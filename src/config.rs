use crate::{pipeline::enumerate::DEFAULT_PAGE_SIZE, services::connection::ConnectionSettings};
use anyhow::{Context, Result, anyhow};
use chrono::{DateTime, NaiveDate, NaiveDateTime, Utc};
use clap::Parser;
use std::env;

pub const PAGE_SIZE_ENV: &str = "BLOB_MOVER_PAGE_SIZE";

/// Centralized run configuration.
/// Combines positional CLI arguments and environment variables.
#[derive(Debug, Clone)]
pub struct AppConfig {
    pub source_connection: ConnectionSettings,
    pub source_container: String,
    pub destination_connection: ConnectionSettings,
    pub destination_container: String,
    pub cutoff: DateTime<Utc>,
    pub page_size: usize,
}

/// Positional command-line arguments shared by both binaries.
#[derive(Parser, Debug)]
#[command(author, version, about = "Move blobs between storage containers by last-modified time")]
pub struct Args {
    /// Connection string of the source storage account
    pub source_connection: String,

    /// Container to move blobs out of
    pub source_container: String,

    /// Connection string of the destination storage account
    pub destination_connection: String,

    /// Container to copy blobs into
    pub destination_container: String,

    /// Cutoff instant (ISO 8601, e.g. 2023-03-01T00:00:00Z or 2023-03-01)
    pub cutoff: String,
}

impl AppConfig {
    /// Parse CLI args + environment into an AppConfig.
    pub fn from_env_and_args() -> Result<Self> {
        let args = Args::parse();
        let page_size = match env::var(PAGE_SIZE_ENV) {
            Ok(value) => Some(value),
            Err(env::VarError::NotPresent) => None,
            Err(err) => return Err(err).context(format!("reading {PAGE_SIZE_ENV}")),
        };
        Self::from_parts(args, page_size)
    }

    /// Build a config from already-collected inputs.
    pub fn from_parts(args: Args, page_size: Option<String>) -> Result<Self> {
        let page_size = match page_size {
            Some(value) => value
                .trim()
                .parse::<usize>()
                .ok()
                .filter(|size| *size > 0)
                .with_context(|| format!("parsing {PAGE_SIZE_ENV} value `{}`", value))?,
            None => DEFAULT_PAGE_SIZE,
        };

        Ok(Self {
            source_connection: args
                .source_connection
                .parse()
                .context("parsing source connection string")?,
            source_container: args.source_container,
            destination_connection: args
                .destination_connection
                .parse()
                .context("parsing destination connection string")?,
            destination_container: args.destination_container,
            cutoff: parse_cutoff(&args.cutoff)?,
            page_size,
        })
    }
}

/// Parse a cutoff instant.
///
/// Accepted forms:
/// - RFC 3339 with offset: `2023-03-01T10:30:00+02:00`, `2023-03-01T10:30:00Z`
/// - Date and time without offset, read as UTC: `2023-03-01T10:30:00`,
///   `2023-03-01 10:30:00`
/// - Date only, midnight UTC: `2023-03-01`
pub fn parse_cutoff(input: &str) -> Result<DateTime<Utc>> {
    let input = input.trim();

    if let Ok(dt) = DateTime::parse_from_rfc3339(input) {
        return Ok(dt.with_timezone(&Utc));
    }

    for format in ["%Y-%m-%dT%H:%M:%S%.f", "%Y-%m-%d %H:%M:%S%.f"] {
        if let Ok(naive) = NaiveDateTime::parse_from_str(input, format) {
            return Ok(naive.and_utc());
        }
    }

    if let Ok(date) = NaiveDate::parse_from_str(input, "%Y-%m-%d") {
        let midnight = date
            .and_hms_opt(0, 0, 0)
            .ok_or_else(|| anyhow!("invalid date `{input}`"))?;
        return Ok(midnight.and_utc());
    }

    Err(anyhow!(
        "invalid cutoff `{input}`: expected ISO 8601 such as 2023-03-01T00:00:00Z or 2023-03-01"
    ))
}

#[cfg(test)]
mod tests {
    use super::*;
    use base64::{Engine as _, engine::general_purpose};
    use chrono::TimeZone;

    fn args(cutoff: &str) -> Args {
        let key = general_purpose::STANDARD.encode(b"k");
        Args {
            source_connection: format!("AccountName=hot01;AccountKey={key}"),
            source_container: "incoming".into(),
            destination_connection: format!("AccountName=cold01;AccountKey={key}"),
            destination_container: "archive".into(),
            cutoff: cutoff.into(),
        }
    }

    #[test]
    fn cutoff_accepts_iso_forms() {
        let expected = Utc.with_ymd_and_hms(2023, 3, 1, 8, 0, 0).unwrap();
        assert_eq!(parse_cutoff("2023-03-01T08:00:00Z").unwrap(), expected);
        assert_eq!(parse_cutoff("2023-03-01T10:00:00+02:00").unwrap(), expected);
        assert_eq!(parse_cutoff("2023-03-01T08:00:00").unwrap(), expected);
        assert_eq!(parse_cutoff(" 2023-03-01 08:00:00 ").unwrap(), expected);
        assert_eq!(
            parse_cutoff("2023-03-01").unwrap(),
            Utc.with_ymd_and_hms(2023, 3, 1, 0, 0, 0).unwrap()
        );
    }

    #[test]
    fn cutoff_rejects_garbage() {
        assert!(parse_cutoff("last tuesday").is_err());
        assert!(parse_cutoff("2023-13-01").is_err());
    }

    #[test]
    fn page_size_defaults_and_overrides() {
        let cfg = AppConfig::from_parts(args("2023-03-01"), None).unwrap();
        assert_eq!(cfg.page_size, DEFAULT_PAGE_SIZE);
        assert_eq!(cfg.source_connection.account_name, "hot01");
        assert_eq!(cfg.destination_container, "archive");

        let cfg = AppConfig::from_parts(args("2023-03-01"), Some("250".into())).unwrap();
        assert_eq!(cfg.page_size, 250);
    }

    #[test]
    fn bad_page_size_or_connection_is_reported() {
        assert!(AppConfig::from_parts(args("2023-03-01"), Some("0".into())).is_err());
        assert!(AppConfig::from_parts(args("2023-03-01"), Some("many".into())).is_err());

        let mut broken = args("2023-03-01");
        broken.source_connection = "AccountName=hot01".into();
        let err = AppConfig::from_parts(broken, None).unwrap_err();
        assert!(format!("{err:#}").contains("source connection"));
    }
}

□ □ □ □ □ □ □

# Exercise objective
Go through the listing and print each line exactly as it appears.

# Reply to the task
filename src/config.rs
use crate::{pipeline::enumerate::DEFAULT_PAGE_SIZE, services::connection::ConnectionSettings};
use anyhow::{Context, Result, anyhow};
use chrono::{DateTime, NaiveDate, NaiveDateTime, Utc};
use clap::Parser;
use std::env;

pub const PAGE_SIZE_ENV: &str = "BLOB_MOVER_PAGE_SIZE";

/// Centralized run configuration.
/// Combines positional CLI arguments and environment variables.
#[derive(Debug, Clone)]
pub struct AppConfig {
    pub source_connection: ConnectionSettings,
    pub source_container: String,
    pub destination_connection: ConnectionSettings,
    pub destination_container: String,
    pub cutoff: DateTime<Utc>,
    pub page_size: usize,
}

/// Positional command-line arguments shared by both binaries.
#[derive(Parser, Debug)]
#[command(author, version, about = "Move blobs between storage containers by last-modified time")]
pub struct Args {
    /// Connection string of the source storage account
    pub source_connection: String,

    /// Container to move blobs out of
    pub source_container: String,

    /// Connection string of the destination storage account
    pub destination_connection: String,

    /// Container to copy blobs into
    pub destination_container: String,

    /// Cutoff instant (ISO 8601, e.g. 2023-03-01T00:00:00Z or 2023-03-01)
    pub cutoff: String,
}

impl AppConfig {
    /// Parse CLI args + environment into an AppConfig.
    pub fn from_env_and_args() -> Result<Self> {
        let args = Args::parse();
        let page_size = match env::var(PAGE_SIZE_ENV) {
            Ok(value) => Some(value),
            Err(env::VarError::NotPresent) => None,
            Err(err) => return Err(err).context(format!("reading {PAGE_SIZE_ENV}")),
        };
        Self::from_parts(args, page_size)
    }

    /// Build a config from already-collected inputs.
    pub fn from_parts(args: Args, page_size: Option<String>) -> Result<Self> {
        let page_size = match page_size {
            Some(value) => value
                .trim()
                .parse::<usize>()
                .ok()
                .filter(|size| *size > 0)
                .with_context(|| format!("parsing {PAGE_SIZE_ENV} value `{}`", value))?,
            None => DEFAULT_PAGE_SIZE,
        };

        Ok(Self {
            source_connection: args
                .source_connection
                .parse()
                .context("parsing source connection string")?,
            source_container: args.source_container,
            destination_connection: args
                .destination_connection
                .parse()
                .context("parsing destination connection string")?,
            destination_container: args.destination_container,
            cutoff: parse_cutoff(&args.cutoff)?,
            page_size,
        })
    }
}

/// Parse a cutoff instant.
///
/// Accepted forms:
/// - RFC 3339 with offset: `2023-03-01T10:30:00+02:00`, `2023-03-01T10:30:00Z`
/// - Date and time without offset, read as UTC: `2023-03-01T10:30:00`,
///   `2023-03-01 10:30:00`
/// - Date only, midnight UTC: `2023-03-01`
pub fn parse_cutoff(input: &str) -> Result<DateTime<Utc>> {
    let input = input.trim();

    if let Ok(dt) = DateTime::parse_from_rfc3339(input) {
        return Ok(dt.with_timezone(&Utc));
    }

    for format in ["%Y-%m-%dT%H:%M:%S%.f", "%Y-%m-%d %H:%M:%S%.f"] {
        if let Ok(naive) = NaiveDateTime::parse_from_str(input, format) {
            return Ok(naive.and_utc());
        }
    }

    if let Ok(date) = NaiveDate::parse_from_str(input, "%Y-%m-%d") {
        let midnight = date
            .and_hms_opt(0, 0, 0)
            .ok_or_else(|| anyhow!("invalid date `{input}`"))?;
        return Ok(midnight.and_utc());
    }

    Err(anyhow!(
        "invalid cutoff `{input}`: expected ISO 8601 such as 2023-03-01T00:00:00Z or 2023-03-01"
    ))
}

#[cfg(test)]
mod tests {
    use super::*;
    use base64::{Engine as _, engine::general_purpose};
    use chrono::TimeZone;

    fn args(cutoff: &str) -> Args {
        let key = general_purpose::STANDARD.encode(b"k");
        Args {
            source_connection: format!("AccountName=hot01;AccountKey={key}"),
            source_container: "incoming".into(),
            destination_connection: format!("AccountName=cold01;AccountKey={key}"),
            destination_container: "archive".into(),
            cutoff: cutoff.into(),
        }
    }

    #[test]
    fn cutoff_accepts_iso_forms() {
        let expected = Utc.with_ymd_and_hms(2023, 3, 1, 8, 0, 0).unwrap();
        assert_eq!(parse_cutoff("2023-03-01T08:00:00Z").unwrap(), expected);
        assert_eq!(parse_cutoff("2023-03-01T10:00:00+02:00").unwrap(), expected);
        assert_eq!(parse_cutoff("2023-03-01T08:00:00").unwrap(), expected);
        assert_eq!(parse_cutoff(" 2023-03-01 08:00:00 ").unwrap(), expected);
        assert_eq!(
            parse_cutoff("2023-03-01").unwrap(),
            Utc.with_ymd_and_hms(2023, 3, 1, 0, 0, 0).unwrap()
        );
    }

    #[test]
    fn cutoff_rejects_garbage() {
        assert!(parse_cutoff("last tuesday").is_err());
        assert!(parse_cutoff("2023-13-01").is_err());
    }

    #[test]
    fn page_size_defaults_and_overrides() {
        let cfg = AppConfig::from_parts(args("2023-03-01"), None).unwrap();
        assert_eq!(cfg.page_size, DEFAULT_PAGE_SIZE);
        assert_eq!(cfg.source_connection.account_name, "hot01");
        assert_eq!(cfg.destination_container, "archive");

        let cfg = AppConfig::from_parts(args("2023-03-01"), Some("250".into())).unwrap();
        assert_eq!(cfg.page_size, 250);
    }

    #[test]
    fn bad_page_size_or_connection_is_reported() {
        assert!(AppConfig::from_parts(args("2023-03-01"), Some("0".into())).is_err());
        assert!(AppConfig::from_parts(args("2023-03-01"), Some("many".into())).is_err());

        let mut broken = args("2023-03-01");
        broken.source_connection = "AccountName=hot01".into();
        let err = AppConfig::from_parts(broken, None).unwrap_err();
        assert!(format!("{err:#}").contains("source connection"));
    }
}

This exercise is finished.